◆ What is being asked:
Word for word, copy every line of the data.

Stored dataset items
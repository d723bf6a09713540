//! Shared helpers for in-memory integration tests.

use async_trait::async_trait;
use axum::{
    Router,
    body::{Body, to_bytes},
    http::{Method, Request, StatusCode, header::CONTENT_TYPE},
};
use mockable::DefaultClock;
use rstest::fixture;
use serde_json::{Value, json};
use showbay::{
    api,
    task::{
        adapters::memory::InMemoryTaskRepository,
        domain::ExternalId,
        ports::{EnrichmentClient, EnrichmentError, EnrichmentResult, NewExternalResource},
        services::TaskLifecycleService,
    },
};
use std::sync::Arc;
use tower::ServiceExt;

/// Enrichment client answering every lookup the same way.
#[derive(Debug, Clone)]
pub enum StubEnrichment {
    /// Every lookup returns this payload with the requested `id` set.
    Payload(Value),
    /// Every lookup fails with this upstream status.
    Failing(u16),
}

impl StubEnrichment {
    /// A stub that answers like the placeholder post service.
    #[must_use]
    pub fn posts() -> Self {
        Self::Payload(json!({ "title": "Test Post", "body": "Test body", "userId": 1 }))
    }

    fn answer(&self, external_id: ExternalId) -> EnrichmentResult<Value> {
        match self {
            Self::Payload(payload) => {
                let mut post = payload.clone();
                if let Some(fields) = post.as_object_mut() {
                    fields.insert("id".to_owned(), json!(external_id.value()));
                }
                Ok(post)
            }
            Self::Failing(404) => Err(EnrichmentError::NotFound {
                resource: format!("/posts/{external_id}"),
            }),
            Self::Failing(status) => Err(EnrichmentError::RequestFailed {
                status: *status,
                body: String::new(),
            }),
        }
    }
}

#[async_trait]
impl EnrichmentClient for StubEnrichment {
    async fn fetch_external_data(&self, external_id: ExternalId) -> EnrichmentResult<Value> {
        self.answer(external_id)
    }

    async fn fetch_external_data_list(&self, limit: u32) -> EnrichmentResult<Vec<Value>> {
        (1..=i64::from(limit))
            .map(|id| self.answer(ExternalId::new(id)))
            .collect()
    }

    async fn create_external_resource(
        &self,
        resource: &NewExternalResource,
    ) -> EnrichmentResult<Value> {
        let mut created = serde_json::to_value(resource)
            .map_err(EnrichmentError::unknown)?;
        if let Some(fields) = created.as_object_mut() {
            fields.insert("id".to_owned(), json!(101));
        }
        Ok(created)
    }
}

/// Lifecycle service wired to in-memory storage and a stub enrichment client.
pub type TestService = TaskLifecycleService<InMemoryTaskRepository, StubEnrichment, DefaultClock>;

/// Builds a service around the given enrichment stub.
#[must_use]
pub fn service_with(enrichment: StubEnrichment) -> TestService {
    TaskLifecycleService::new(
        Arc::new(InMemoryTaskRepository::new()),
        Arc::new(enrichment),
        Arc::new(DefaultClock),
    )
}

/// Provides a service whose enrichment lookups succeed.
#[fixture]
pub fn service() -> TestService {
    service_with(StubEnrichment::posts())
}

/// Provides a router whose enrichment lookups succeed.
#[fixture]
pub fn app() -> Router {
    app_with(StubEnrichment::posts())
}

/// Builds a router around the given enrichment stub.
#[must_use]
pub fn app_with(enrichment: StubEnrichment) -> Router {
    api::router(Arc::new(service_with(enrichment)))
}

/// Sends one request through the router and decodes the JSON response.
///
/// An empty response body decodes as `Value::Null`.
///
/// # Errors
///
/// Returns an error if the request cannot be built or the body is not JSON.
pub async fn send(
    app: &Router,
    method: Method,
    uri: &str,
    body: Option<Value>,
) -> eyre::Result<(StatusCode, Value)> {
    let builder = Request::builder().method(method).uri(uri);
    let request = match body {
        Some(json) => builder
            .header(CONTENT_TYPE, "application/json")
            .body(Body::from(json.to_string()))?,
        None => builder.body(Body::empty())?,
    };
    let response = app.clone().oneshot(request).await?;
    let status = response.status();
    let bytes = to_bytes(response.into_body(), usize::MAX).await?;
    if bytes.is_empty() {
        return Ok((status, Value::Null));
    }
    Ok((status, serde_json::from_slice(&bytes)?))
}

/// Creates a task over HTTP and returns its identifier.
///
/// # Errors
///
/// Returns an error if creation does not answer `201` with an integer `id`.
pub async fn create_task(app: &Router, body: Value) -> eyre::Result<i64> {
    let (status, created) = send(app, Method::POST, "/api/v1/tasks/", Some(body)).await?;
    eyre::ensure!(status == StatusCode::CREATED, "unexpected status {status}: {created}");
    created
        .get("id")
        .and_then(Value::as_i64)
        .ok_or_else(|| eyre::eyre!("created task has no id: {created}"))
}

◆ Output below:
repository d723bf6a09713540
//! Shared helpers for in-memory integration tests.

use async_trait::async_trait;
use axum::{
    Router,
    body::{Body, to_bytes},
    http::{Method, Request, StatusCode, header::CONTENT_TYPE},
};
use mockable::DefaultClock;
use rstest::fixture;
use serde_json::{Value, json};
use showbay::{
    api,
    task::{
        adapters::memory::InMemoryTaskRepository,
        domain::ExternalId,
        ports::{EnrichmentClient, EnrichmentError, EnrichmentResult, NewExternalResource},
        services::TaskLifecycleService,
    },
};
use std::sync::Arc;
use tower::ServiceExt;

/// Enrichment client answering every lookup the same way.
#[derive(Debug, Clone)]
pub enum StubEnrichment {
    /// Every lookup returns this payload with the requested `id` set.
    Payload(Value),
    /// Every lookup fails with this upstream status.
    Failing(u16),
}

impl StubEnrichment {
    /// A stub that answers like the placeholder post service.
    #[must_use]
    pub fn posts() -> Self {
        Self::Payload(json!({ "title": "Test Post", "body": "Test body", "userId": 1 }))
    }

    fn answer(&self, external_id: ExternalId) -> EnrichmentResult<Value> {
        match self {
            Self::Payload(payload) => {
                let mut post = payload.clone();
                if let Some(fields) = post.as_object_mut() {
                    fields.insert("id".to_owned(), json!(external_id.value()));
                }
                Ok(post)
            }
            Self::Failing(404) => Err(EnrichmentError::NotFound {
                resource: format!("/posts/{external_id}"),
            }),
            Self::Failing(status) => Err(EnrichmentError::RequestFailed {
                status: *status,
                body: String::new(),
            }),
        }
    }
}

#[async_trait]
impl EnrichmentClient for StubEnrichment {
    async fn fetch_external_data(&self, external_id: ExternalId) -> EnrichmentResult<Value> {
        self.answer(external_id)
    }

    async fn fetch_external_data_list(&self, limit: u32) -> EnrichmentResult<Vec<Value>> {
        (1..=i64::from(limit))
            .map(|id| self.answer(ExternalId::new(id)))
            .collect()
    }

    async fn create_external_resource(
        &self,
        resource: &NewExternalResource,
    ) -> EnrichmentResult<Value> {
        let mut created = serde_json::to_value(resource)
            .map_err(EnrichmentError::unknown)?;
        if let Some(fields) = created.as_object_mut() {
            fields.insert("id".to_owned(), json!(101));
        }
        Ok(created)
    }
}

/// Lifecycle service wired to in-memory storage and a stub enrichment client.
pub type TestService = TaskLifecycleService<InMemoryTaskRepository, StubEnrichment, DefaultClock>;

/// Builds a service around the given enrichment stub.
#[must_use]
pub fn service_with(enrichment: StubEnrichment) -> TestService {
    TaskLifecycleService::new(
        Arc::new(InMemoryTaskRepository::new()),
        Arc::new(enrichment),
        Arc::new(DefaultClock),
    )
}

/// Provides a service whose enrichment lookups succeed.
#[fixture]
pub fn service() -> TestService {
    service_with(StubEnrichment::posts())
}

/// Provides a router whose enrichment lookups succeed.
#[fixture]
pub fn app() -> Router {
    app_with(StubEnrichment::posts())
}

/// Builds a router around the given enrichment stub.
#[must_use]
pub fn app_with(enrichment: StubEnrichment) -> Router {
    api::router(Arc::new(service_with(enrichment)))
}

/// Sends one request through the router and decodes the JSON response.
///
/// An empty response body decodes as `Value::Null`.
///
/// # Errors
///
/// Returns an error if the request cannot be built or the body is not JSON.
pub async fn send(
    app: &Router,
    method: Method,
    uri: &str,
    body: Option<Value>,
) -> eyre::Result<(StatusCode, Value)> {
    let builder = Request::builder().method(method).uri(uri);
    let request = match body {
        Some(json) => builder
            .header(CONTENT_TYPE, "application/json")
            .body(Body::from(json.to_string()))?,
        None => builder.body(Body::empty())?,
    };
    let response = app.clone().oneshot(request).await?;
    let status = response.status();
    let bytes = to_bytes(response.into_body(), usize::MAX).await?;
    if bytes.is_empty() {
        return Ok((status, Value::Null));
    }
    Ok((status, serde_json::from_slice(&bytes)?))
}

/// Creates a task over HTTP and returns its identifier.
///
/// # Errors
///
/// Returns an error if creation does not answer `201` with an integer `id`.
pub async fn create_task(app: &Router, body: Value) -> eyre::Result<i64> {
    let (status, created) = send(app, Method::POST, "/api/v1/tasks/", Some(body)).await?;
    eyre::ensure!(status == StatusCode::CREATED, "unexpected status {status}: {created}");
    created
        .get("id")
        .and_then(Value::as_i64)
        .ok_or_else(|| eyre::eyre!("created task has no id: {created}"))
}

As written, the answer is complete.